Elevated error rates on MT1 cluster
Incident Report for Pusher

Between 14:30 and 15:30 UTC on the 26th of January, clients of the Channels API endpoint may have received 502 or 504 responses. The issue continued through the day, until the issue was finally resolved at 23:11 UTC.

Note that the incident details on the status page has been edited to reflect the actual start of the incident. The incident was originally posted at 22:50. We want to apologise for the late acknowledgement and resolution of this incident. We know these issues happen and that our customers expect us to handle them efficiently.

A timeline of the incident

At 14:34 our monitoring system alerted of an elevated rate of 500 responses on the MT1 cluster. An engineer investigates and identifies a single node with high CPU load. The engineer replaces the node and monitors as the issue seems to be resolved.

The issue is escalated to engineering management, which (incorrectly) does not classify it as an incident, requiring a public incident on the status page.

Between 20:19 and 21:46 the same alarm triggered 2 times, for short bursts. These alarms are auto-resolved before an engineer investigates.

At 22:12, as a response to a customer inquiry, a Support Engineer escalates the issue again. The inquiry also mentions the EU cluster.

Between 22:12 and 23:00 several Engineers investigate. Initially, the investigation centres around the EU cluster, which is not experiencing issues.

Eventually, the issue is confirmed on the MT1 cluster and a problem is identified. The capacity of an autoscaling group has reached the limit. The limit is increased, and capacity is automatically increased.

What was the impact on end users?

Only a small fraction of requests (less than .5% at peak bursts) failed and these requests were immediately retried. While end users will not have been impacted, we take this issue very seriously. Our monitoring systems trigger at an early stage to prevent an actual outage.

Some customers, who publish at a relatively high rate (e.g. thousands per second) reported the 500 responses in their internal monitoring systems. At the same time, they report no impact on their end users. The main concern here is communication, where we set the bar high and need to adjust.

Why was the response so slow?

On the surface, the simplest explanation for the slow response is human error. 2 mistakes happened initially:

  • the initial investigation incorrectly concluded a single node at fault
  • the incident was not publicly acknowledged from the start

More than a story of human error, this was a problem of a low signal to noise ratio. Ideally, an elevated error rate should automatically alert Engineers and customers so everyone can take appropriate action.
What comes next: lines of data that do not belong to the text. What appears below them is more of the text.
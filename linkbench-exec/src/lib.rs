#![warn(missing_docs)]
//! Linkbench Process Collaborators
//!
//! Everything that touches the world outside the harness process:
//! - streamed execution of external commands with a working-directory
//!   override
//! - resolution of tool names to absolute paths
//! - the invocation contracts of the input generator and format converter
//! - a host description for report headers
//!
//! The sweep driver in `linkbench-cli` composes these; nothing here knows
//! about sweeps, stages, or statistics.

mod host;
mod resolve;
mod runner;
mod tools;

pub use host::{describe_host, logical_cpus};
pub use resolve::{resolve_executable, tool_name};
pub use runner::{CommandRunner, ExecError, LineHandler};
pub use tools::{OBJECT_EXTENSION, Toolchain, object_file, ticket_file};
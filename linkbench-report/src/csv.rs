//! CSV Output
//!
//! One file per target, named `<prefix>.<target>.csv`. Columns are the
//! axis names in order followed by `mean` and `confidenceInterval`; rows
//! appear in the order the tests completed. The column names are part of
//! the format: the plot writer and downstream tooling look them up by
//! header.

use std::io;
use std::path::Path;

use linkbench_core::Test;
use linkbench_stats::RunStats;

/// One completed test for one target.
#[derive(Debug, Clone)]
pub struct SweepRow {
    /// The realized axis values.
    pub test: Test,
    /// Aggregated timing for the target at this point.
    pub stats: RunStats,
}

/// File name for a target's CSV.
pub fn csv_file_name(prefix: &str, target: &str) -> String {
    format!("{prefix}.{target}.csv")
}

/// 1-based column indices `(x, mean, confidenceInterval)` for a CSV laid
/// out over `axes`. `None` when `xname` is not an axis.
pub fn column_indices(axes: &[&str], xname: &str) -> Option<(usize, usize, usize)> {
    let x = axes.iter().position(|a| *a == xname)? + 1;
    Some((x, axes.len() + 1, axes.len() + 2))
}

/// Render rows to CSV text.
pub fn render_csv(axes: &[&str], rows: &[SweepRow]) -> String {
    let mut out = String::new();

    for axis in axes {
        out.push_str(axis);
        out.push(',');
    }
    out.push_str("mean,confidenceInterval\n");

    for row in rows {
        for axis in axes {
            if let Some(value) = row.test.get(*axis) {
                out.push_str(&value.to_string());
            }
            out.push(',');
        }
        out.push_str(&format!(
            "{},{}\n",
            row.stats.mean, row.stats.confidence_interval
        ));
    }
    out
}

/// Render rows and write them to `path`.
pub fn write_csv(path: &Path, axes: &[&str], rows: &[SweepRow]) -> io::Result<()> {
    std::fs::write(path, render_csv(axes, rows))
}

#[cfg(test)]
mod tests {
    use super::*;

    fn row(pairs: &[(&str, i64)], mean: f64, ci: f64) -> SweepRow {
        let mut test = Test::new();
        for (axis, value) in pairs {
            test.insert((*axis).to_string(), *value);
        }
        SweepRow {
            test,
            stats: RunStats {
                mean,
                confidence_interval: ci,
            },
        }
    }

    #[test]
    fn header_then_one_line_per_row() {
        let axes = ["external", "modules"];
        let rows = vec![
            row(&[("external", 0), ("modules", 100)], 12.5, 1.25),
            row(&[("external", 1000), ("modules", 100)], 14.0, 0.5),
        ];

        let text = render_csv(&axes, &rows);
        let lines: Vec<&str> = text.lines().collect();
        assert_eq!(lines.len(), 3);
        assert_eq!(lines[0], "external,modules,mean,confidenceInterval");
        assert_eq!(lines[1], "0,100,12.5,1.25");
        assert_eq!(lines[2], "1000,100,14,0.5");
    }

    #[test]
    fn empty_rows_still_emit_the_header() {
        let text = render_csv(&["a"], &[]);
        assert_eq!(text, "a,mean,confidenceInterval\n");
    }

    #[test]
    fn column_indices_are_one_based() {
        let axes = ["common", "external", "modules"];
        assert_eq!(column_indices(&axes, "external"), Some((2, 4, 5)));
        assert_eq!(column_indices(&axes, "missing"), None);
    }

    #[test]
    fn file_names_compose_prefix_and_target() {
        assert_eq!(csv_file_name("external", "rld"), "external.rld.csv");
    }

    #[test]
    fn write_round_trips_through_the_filesystem() {
        let dir = tempfile::tempdir().unwrap();
        let path = dir.path().join("out.csv");
        let rows = vec![row(&[("x", 3)], 9.0, 0.0)];
        write_csv(&path, &["x"], &rows).unwrap();

        let text = std::fs::read_to_string(&path).unwrap();
        assert_eq!(text, "x,mean,confidenceInterval\n3,9,0\n");
    }
}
This was not feasible, as noise was making these alerts untrustworthy. Noise also made it difficult to identify the issue.

How will we ensure this doesn’t happen again?

We don’t want our customers to tell us we have problems before we acknowledge it. It’s embarrassing for us and a terrible experience for the customer.

After the incident we have reviewed the relevant metrics and made sure the alerts page the right people immediately. We’ve also made the relevant metric more prominent in our monitoring dashboards with a clear indication of violations.

Ensuring an efficient monitoring and incident response system is hard, continuous work and this is a stark reminder.

Posted Jan 29, 2021 - 12:42 UTC

This incident has been resolved.
Posted Jan 26, 2021 - 23:11 UTC
A fix has been implemented and we are monitoring the results.
Posted Jan 26, 2021 - 23:00 UTC
The issue has been identified and a fix is being implemented.
Posted Jan 26, 2021 - 14:30 UTC
This incident affected: Channels REST API.